Воронова первый раз ехала в Германию, но никакого волнения не испытывала — все путешествие она провела в своей каюте, где читала криминальные романы.
В Берлине ее ожидала восторженная встреча. [220]
«Объятия, поцелуи и водка лились вовсю.
В первый же вечер Воронова созналась генералу, что была послана партизанами с приказом отравить его. Это признание вызвало новую пьянку, которая продолжалась до раннего утра».
А.С. Казанцев, побывавший в эти дни у Власова, рассказывал, что генерал чрезвычайно обрадовался ему.
— А!-сказал он. — Это ты, Александр Степанович! Садись. Водку кушать будем. Маруся! Принеси стакан.
И когда Воронова вышла, Власов шепотом рассказал Казанцеву, что, когда немцы выпустили его ППЖ из лагеря, она попала к партизанам, и те поручили ей вернуться к нему и отравить.
— Но Маруся все мне рассказала, как только Серега привез ее к нам… Выпьем, Александр Степанович, за наших русских женщин!
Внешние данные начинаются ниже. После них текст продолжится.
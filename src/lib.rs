//! Git-backed lifecycle of bibliographic records in collaborative literature reviews.
//!
//! Records live in `data/records.bib` and move through the states of
//! [`process::RecordState`]; every operation in [`ops`] ends in one commit.

pub mod cache;
pub mod dataset;
pub mod endpoints;
pub mod environment;
pub mod error;
pub mod local_index;
pub mod matcher;
pub mod ops;
pub mod parser;
pub mod process;
pub mod record;
pub mod report;
pub mod report_log;
pub mod review_manager;
pub mod settings;

pub use environment::Environment;
pub use error::{ColrevError, ErrorKind, Result};
pub use process::{OperationsType, RecordState};
pub use record::{Record, Records};
pub use review_manager::ReviewManager;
За любовь, которая яд, и за яд, который превращается в любовь!
И тем не менее хлопоты и заботы о Русской освободительной армии заставили Власова покинуть фронтовую подругу.
В середине августа он отправился к эсэсовской вдове.
Хотя, может быть, его увезли к Хейди насильно.
Обратите внимание, как по-прибалтийски благопристойно сформулировал Сергей Фрёлих эту пикантную ситуацию:
«Во имя безопасности Власова и с целью подсказать ему другие мысли, мы предложили ему посещение Руполдинга, а точнее, здравницы для солдат СС поблизости Таубензее».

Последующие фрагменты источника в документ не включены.